While Chinese cities like Beijing and Shanghai have gradually built up a complete system to cope with the novel coronavirus, those at county level and rural areas, where medial resources are less abundant, are now faced with a severe test as shown in the latest outbreak in Sixian county in East China's Anhui Province.   

Sixian reported 863 infections as of 4 pm Monday in the latest flare-up starting June 26, local authorities revealed on Monday.  

The county announced a seventh round of mass nucleic acid testing on Monday. From June 26 to July 3, there were six rounds of mass nucleic acid involving over 3 million samples. 

Anhui Province has reported 858 COVID-10 infections from June 26 to July 3 with most of the infections reported in Sixian county.  

Located at a transportation junction in northeastern Anhui with a population of 700,000 and serving as a migrant labor provider to neighboring Jiangsu Province, the impact of the latest outbreak quickly expanded outside the county to other important locations in the Yangtze Delta regions such as Wuxi in Jiangsu and Yiwu in Zhejiang Province. 

Wuxi has a population of 7.46 million, 10 times more than Sixian's.

According to Wuxi authorities, the city discovered seven COVID-19 infections on June 29. Two of the cases were migrant workers from Sixian and five others were their workmates or roommates.  

The outbreak gained public attention, coming just as Beijing and Shanghai, which had been hit hard by the Omicron wave, declared they had detected no new cases and were easing up restrictions. The country also just shortened the centralized quarantine period for international arrivals and stopped marking cities with COVID infection risk areas in the travel tracking system last week.  

A harsh reality demonstrated in the Sixian outbreak is that the experiences Beijing and Shanghai earned via bitter lessons cannot be easily transplanted and used in less developed regions that lack abundant medical resources, some experts said.

Residents in rural areas have weaker awareness of epidemic prevention. The virus is easy to spread in these areas when people gather and as labor migrates for work, Lu Hongzhou, head of the Third People's Hospital of Shenzhen, told the Global Times on Monday.

Poor medical conditions and the disperse distribution of inhabitation in rural areas also make it harder to conduct quick and efficient epidemiologist investigation, Lu noted. 
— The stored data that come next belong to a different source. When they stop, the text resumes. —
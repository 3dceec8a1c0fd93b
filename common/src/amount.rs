//! Fixed-point integer arithmetic for shares, prices and USD values.
//!
//! Nothing in this module ever touches a float. Every quantity is an integer in
//! the smallest unit of its asset, paired with an explicit `scale` (power of ten)
//! wherever the value isn't already expressed in the asset's native decimals.

use ethers::types::{I256, U256};
use serde::{Deserialize, Serialize};
use std::fmt;

/// An unsigned fixed-point quantity: shares, token balances, prices, USD values.
#[derive(Debug, Clone, Copy, PartialEq, Eq, PartialOrd, Ord, Serialize, Deserialize)]
pub struct Amount(#[serde(with = "u256_decimal")] pub U256);

impl Amount {
    pub const ZERO: Amount = Amount(U256::zero());

    pub fn from_u64(v: u64) -> Self {
        Amount(U256::from(v))
    }

    /// `10^exp`, used throughout the snapshot engine to move a raw integer
    /// between a scale/decimals exponent and a plain quantity.
    pub fn pow10(exp: u8) -> Self {
        Amount(U256::from(10u64).pow(U256::from(exp)))
    }

    pub fn is_zero(&self) -> bool {
        self.0.is_zero()
    }

    pub fn checked_add(&self, other: Amount) -> Option<Amount> {
        self.0.checked_add(other.0).map(Amount)
    }

    pub fn checked_sub(&self, other: Amount) -> Option<Amount> {
        self.0.checked_sub(other.0).map(Amount)
    }

    /// `self * numerator / denominator`, rounding down, using 512-bit
    /// intermediate precision via `full_mul`/`div_mod` so large PPS*price
    /// products never overflow 256 bits before the division collapses them
    /// back down.
    pub fn mul_div(&self, numerator: Amount, denominator: Amount) -> Option<Amount> {
        if denominator.0.is_zero() {
            return None;
        }
        let product = self.0.full_mul(numerator.0);
        let denom = ethers::types::U512::from(denominator.0);
        let (quotient, _) = product.div_mod(denom);
        if quotient > ethers::types::U512::from(U256::MAX) {
            return None;
        }
        Some(Amount(U256::try_from(quotient).ok()?))
    }

    pub fn to_i256(self) -> I256 {
        I256::from_raw(self.0)
    }

    /// Render as a decimal string scaled down by `10^scale` (for display/logging
    /// only — never for further arithmetic).
    pub fn as_decimal_string(&self, scale: u8) -> String {
        let divisor = U256::from(10u64).pow(U256::from(scale));
        let whole = self.0 / divisor;
        let frac = self.0 % divisor;
        if scale == 0 {
            whole.to_string()
        } else {
            format!(
                "{whole}.{frac:0width$}",
                frac = frac,
                width = scale as usize
            )
        }
    }
}

impl fmt::Display for Amount {
    fn fmt(&self, f: &mut fmt::Formatter<'_>) -> fmt::Result {
        write!(f, "{}", self.0)
    }
}

impl From<U256> for Amount {
    fn from(v: U256) -> Self {
        Amount(v)
    }
}

/// A signed fixed-point delta: `ShareEvent.shares_delta`.
#[derive(Debug, Clone, Copy, PartialEq, Eq, Serialize, Deserialize)]
pub struct SignedAmount(#[serde(with = "i256_decimal")] pub I256);

impl SignedAmount {
    pub const ZERO: SignedAmount = SignedAmount(I256::zero());

    pub fn positive(amount: Amount) -> Self {
        SignedAmount(amount.to_i256())
    }

    pub fn negative(amount: Amount) -> Self {
        SignedAmount(-amount.to_i256())
    }

    pub fn is_negative(&self) -> bool {
        self.0.is_negative()
    }

    /// Absolute value as an unsigned [`Amount`].
    pub fn unsigned_abs(&self) -> Amount {
        Amount(self.0.unsigned_abs())
    }
}

impl fmt::Display for SignedAmount {
    fn fmt(&self, f: &mut fmt::Formatter<'_>) -> fmt::Result {
        write!(f, "{}", self.0)
    }
}

mod u256_decimal {
    use ethers::types::U256;
    use serde::{Deserialize, Deserializer, Serialize, Serializer};

    pub fn serialize<S: Serializer>(v: &U256, s: S) -> Result<S::Ok, S::Error> {
        v.to_string().serialize(s)
    }

    pub fn deserialize<'de, D: Deserializer<'de>>(d: D) -> Result<U256, D::Error> {
        let raw = String::deserialize(d)?;
        U256::from_dec_str(&raw).map_err(serde::de::Error::custom)
    }
}

mod i256_decimal {
    use ethers::types::I256;
    use serde::{Deserialize, Deserializer, Serialize, Serializer};
    use std::str::FromStr;

    pub fn serialize<S: Serializer>(v: &I256, s: S) -> Result<S::Ok, S::Error> {
        v.to_string().serialize(s)
    }

    pub fn deserialize<'de, D: Deserializer<'de>>(d: D) -> Result<I256, D::Error> {
        let raw = String::deserialize(d)?;
        I256::from_str(&raw).map_err(serde::de::Error::custom)
    }
}

#[cfg(test)]
mod tests {
    use super::*;

    #[test]
    fn mul_div_rounds_down() {
        let shares = Amount::from_u64(10);
        let pps = Amount::from_u64(3);
        let scale = Amount::from_u64(2);
        // 10 * 3 / 2 = 15, exact
        assert_eq!(shares.mul_div(pps, scale), Some(Amount::from_u64(15)));

        let shares = Amount::from_u64(7);
        let pps = Amount::from_u64(3);
        let scale = Amount::from_u64(2);
        // 7 * 3 / 2 = 10.5 -> floors to 10
        assert_eq!(shares.mul_div(pps, scale), Some(Amount::from_u64(10)));
    }

    #[test]
    fn mul_div_rejects_zero_denominator() {
        let a = Amount::from_u64(5);
        assert_eq!(a.mul_div(Amount::from_u64(1), Amount::ZERO), None);
    }

    #[test]
    fn signed_amount_abs() {
        let pos = SignedAmount::positive(Amount::from_u64(42));
        let neg = SignedAmount::negative(Amount::from_u64(42));
        assert_eq!(pos.unsigned_abs(), Amount::from_u64(42));
        assert_eq!(neg.unsigned_abs(), Amount::from_u64(42));
        assert!(neg.is_negative());
        assert!(!pos.is_negative());
    }

    proptest::proptest! {
        #[test]
        fn mul_div_never_exceeds_u256(a in 0u64..u64::MAX, b in 1u64..u64::MAX, c in 1u64..u64::MAX) {
            let amt = Amount::from_u64(a);
            let num = Amount::from_u64(b);
            let den = Amount::from_u64(c);
            // Should never panic; may legitimately overflow to None for huge inputs,
            // but u64 inputs always fit comfortably in U512 intermediate precision.
            let _ = amt.mul_div(num, den);
        }
    }
}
Despite those difficulties, Lu tried to ease public concerns over anti-epidemic work in rural areas, calling for more education for local residents and training for local medical workers to cultivate a good habit of residents to accept the need for regular nucleic acid testing and reporting abnormal test results. 
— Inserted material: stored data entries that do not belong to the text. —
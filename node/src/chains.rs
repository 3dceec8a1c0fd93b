//! Static topology: Chain-E plus its five satellites (§1, §2). The spec
//! deliberately keeps "arbitrary user-defined... chains without config
//! changes" a non-goal, so this table — not an env var — is the single
//! place that names which chains exist; everything else about a chain
//! (confirmations, batch size, RPC base URL, per-asset contract addresses)
//! still comes from the environment per §6.

use droplets_common::{AssetSymbol, ChainId};

/// One entry per chain this engine tracks. `env_name` is the token used in
/// `ALCHEMY_{CHAIN}_BASE_URL`, `{ASSET}_OFT_{CHAIN}` and `{CHAIN}_CONFIRMATIONS`.
pub struct ChainDef {
    pub env_name: &'static str,
    pub chain_id: u64,
    pub is_canonical: bool,
}

/// Chain-E (canonical) is the mainnet deployment; the five satellites are
/// the OFT destinations named in §1.
pub const CHAINS: &[ChainDef] = &[
    ChainDef { env_name: "ETH", chain_id: 1, is_canonical: true },
    ChainDef { env_name: "ARBITRUM", chain_id: 42161, is_canonical: false },
    ChainDef { env_name: "OPTIMISM", chain_id: 10, is_canonical: false },
    ChainDef { env_name: "BASE", chain_id: 8453, is_canonical: false },
    ChainDef { env_name: "BNB", chain_id: 56, is_canonical: false },
    ChainDef { env_name: "AVALANCHE", chain_id: 43114, is_canonical: false },
];

pub fn canonical() -> &'static ChainDef {
    CHAINS.iter().find(|c| c.is_canonical).expect("exactly one canonical chain is defined")
}

pub fn chain_id_of(env_name: &str) -> ChainId {
    CHAINS
        .iter()
        .find(|c| c.env_name == env_name)
        .map(|c| ChainId(c.chain_id))
        .unwrap_or_else(|| panic!("unknown chain env_name {env_name}"))
}

/// On-chain decimals for each asset's own token/share representation.
/// A_BTC mirrors WBTC's 8; the others are the usual 18/6/6 split between an
/// ETH-denominated vault and the two stable-pegged ones.
pub fn decimals_for(asset: AssetSymbol) -> u8 {
    match asset {
        AssetSymbol::AEth => 18,
        AssetSymbol::ABtc => 8,
        AssetSymbol::AUsd => 6,
        AssetSymbol::AEur => 6,
    }
}

#[cfg(test)]
mod tests {
    use super::*;

    #[test]
    fn exactly_one_canonical_chain() {
        assert_eq!(CHAINS.iter().filter(|c| c.is_canonical).count(), 1);
        assert_eq!(canonical().env_name, "ETH");
    }

    #[test]
    fn six_chains_total() {
        assert_eq!(CHAINS.len(), 6);
    }
}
He suggested authorities in rural areas pay more attention to migrant laborers, especially those from places having reported infection cases.     

Anhui has allocated all resources in the province to support Sixian's fight against the epidemic.
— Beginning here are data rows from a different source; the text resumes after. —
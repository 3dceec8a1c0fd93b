//! C8 persistence: cached `OraclePrice` rows keyed by (asset, chain_id,
//! block_number). A cache hit avoids re-deriving a price that was already
//! resolved for this exact block.

use crate::codec::*;
use crate::db::Db;
use droplets_common::error::StoreError;
use droplets_common::model::{OraclePrice, PriceSource};
use droplets_common::{AssetSymbol, ChainId};
use sqlx::Postgres;

fn source_to_db(source: PriceSource) -> &'static str {
    match source {
        PriceSource::Onchain => "onchain",
        PriceSource::Cache => "cache",
        PriceSource::Fallback => "fallback",
    }
}

fn source_from_db(s: &str) -> Result<PriceSource, StoreError> {
    Ok(match s {
        "onchain" => PriceSource::Onchain,
        "cache" => PriceSource::Cache,
        "fallback" => PriceSource::Fallback,
        other => return Err(StoreError::Invariant(format!("unknown price source: {other}"))),
    })
}

pub async fn insert(db: &Db, price: &OraclePrice) -> Result<(), StoreError> {
    sqlx::query(
        "insert into oracle_prices (asset, chain_id, block_number, ts, price_usd, scale, source) \
         values ($1, $2, $3, $4, $5, $6, $7) \
         on conflict (asset, chain_id, block_number) do nothing",
    )
    .bind(asset_to_db(price.asset))
    .bind(chain_id_to_db(price.chain_id))
    .bind(price.block_number as i64)
    .bind(price.timestamp)
    .bind(amount_to_db(&price.price_usd))
    .bind(price.scale as i16)
    .bind(source_to_db(price.source))
    .execute(&db.pool)
    .await?;
    Ok(())
}

type PriceRow = (String, i64, i64, chrono::DateTime<chrono::Utc>, String, i16, String);

fn row_to_price(row: PriceRow) -> Result<OraclePrice, StoreError> {
    let (asset, chain_id, block_number, ts, price_usd, scale, source) = row;
    Ok(OraclePrice {
        asset: asset_from_db(&asset)?,
        chain_id: chain_id_from_db(chain_id),
        block_number: block_number as u64,
        timestamp: ts,
        price_usd: amount_from_db(&price_usd)?,
        scale: scale as u8,
        source: source_from_db(&source)?,
    })
}

/// Exact cache hit for (asset, chain_id, block_number).
pub async fn get_at_block(
    db: &Db,
    asset: AssetSymbol,
    chain_id: ChainId,
    block_number: u64,
) -> Result<Option<OraclePrice>, StoreError> {
    let row = sqlx::query_as::<Postgres, PriceRow>(
        "select asset, chain_id, block_number, ts, price_usd, scale, source \
         from oracle_prices where asset = $1 and chain_id = $2 and block_number = $3",
    )
    .bind(asset_to_db(asset))
    .bind(chain_id_to_db(chain_id))
    .bind(block_number as i64)
    .fetch_optional(&db.pool)
    .await?;
    row.map(row_to_price).transpose()
}

/// Nearest cached price at or before `timestamp`, used to check staleness
/// before falling back to a fresh on-chain read (§4.6).
pub async fn latest_at_or_before(
    db: &Db,
    asset: AssetSymbol,
    chain_id: ChainId,
    timestamp: chrono::DateTime<chrono::Utc>,
) -> Result<Option<OraclePrice>, StoreError> {
    let row = sqlx::query_as::<Postgres, PriceRow>(
        "select asset, chain_id, block_number, ts, price_usd, scale, source \
         from oracle_prices where asset = $1 and chain_id = $2 and ts <= $3 \
         order by ts desc limit 1",
    )
    .bind(asset_to_db(asset))
    .bind(chain_id_to_db(chain_id))
    .bind(timestamp)
    .fetch_optional(&db.pool)
    .await?;
    row.map(row_to_price).transpose()
}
Under the coordination of the Anhui provincial authority, nucleic acid testing labs and vehicles from Bozhou and Chuzhou have come to Sixian to help, boosting local testing capacity to 171,000 samples per day.

About 22,320 rooms are being used for centralized quarantine in the county and another 11,471 standby rooms are ready. A total of 22,692 people related to the outbreak have been transferred to quarantine, media reported.  

Anhui Party chief Zheng Shanjie inspected Sixian and vowed to mobilize all resources in the province to help Sixian win the fight against the virus. 

Zheng ordered local authorities to secure local residents' demand for daily supplies and their need to see doctors.  

Zheng called for quick reactions to eliminate community infections in one week and requires zero deaths due to the outbreak. 

"The residents are not panicked over the epidemic, they care more about whether they can get daily supplies in a timely manner," a Sixian resident who used to work in a tourism company surnamed Zhou told the Global Times on Monday. 

Before the recent outbreak, Wuxi announced on June 14 that it had established 15-minute nucleic acid testing circles for local residents to accept testing in accordance to their personal needs, instead of organizing mass nucleic acid testing.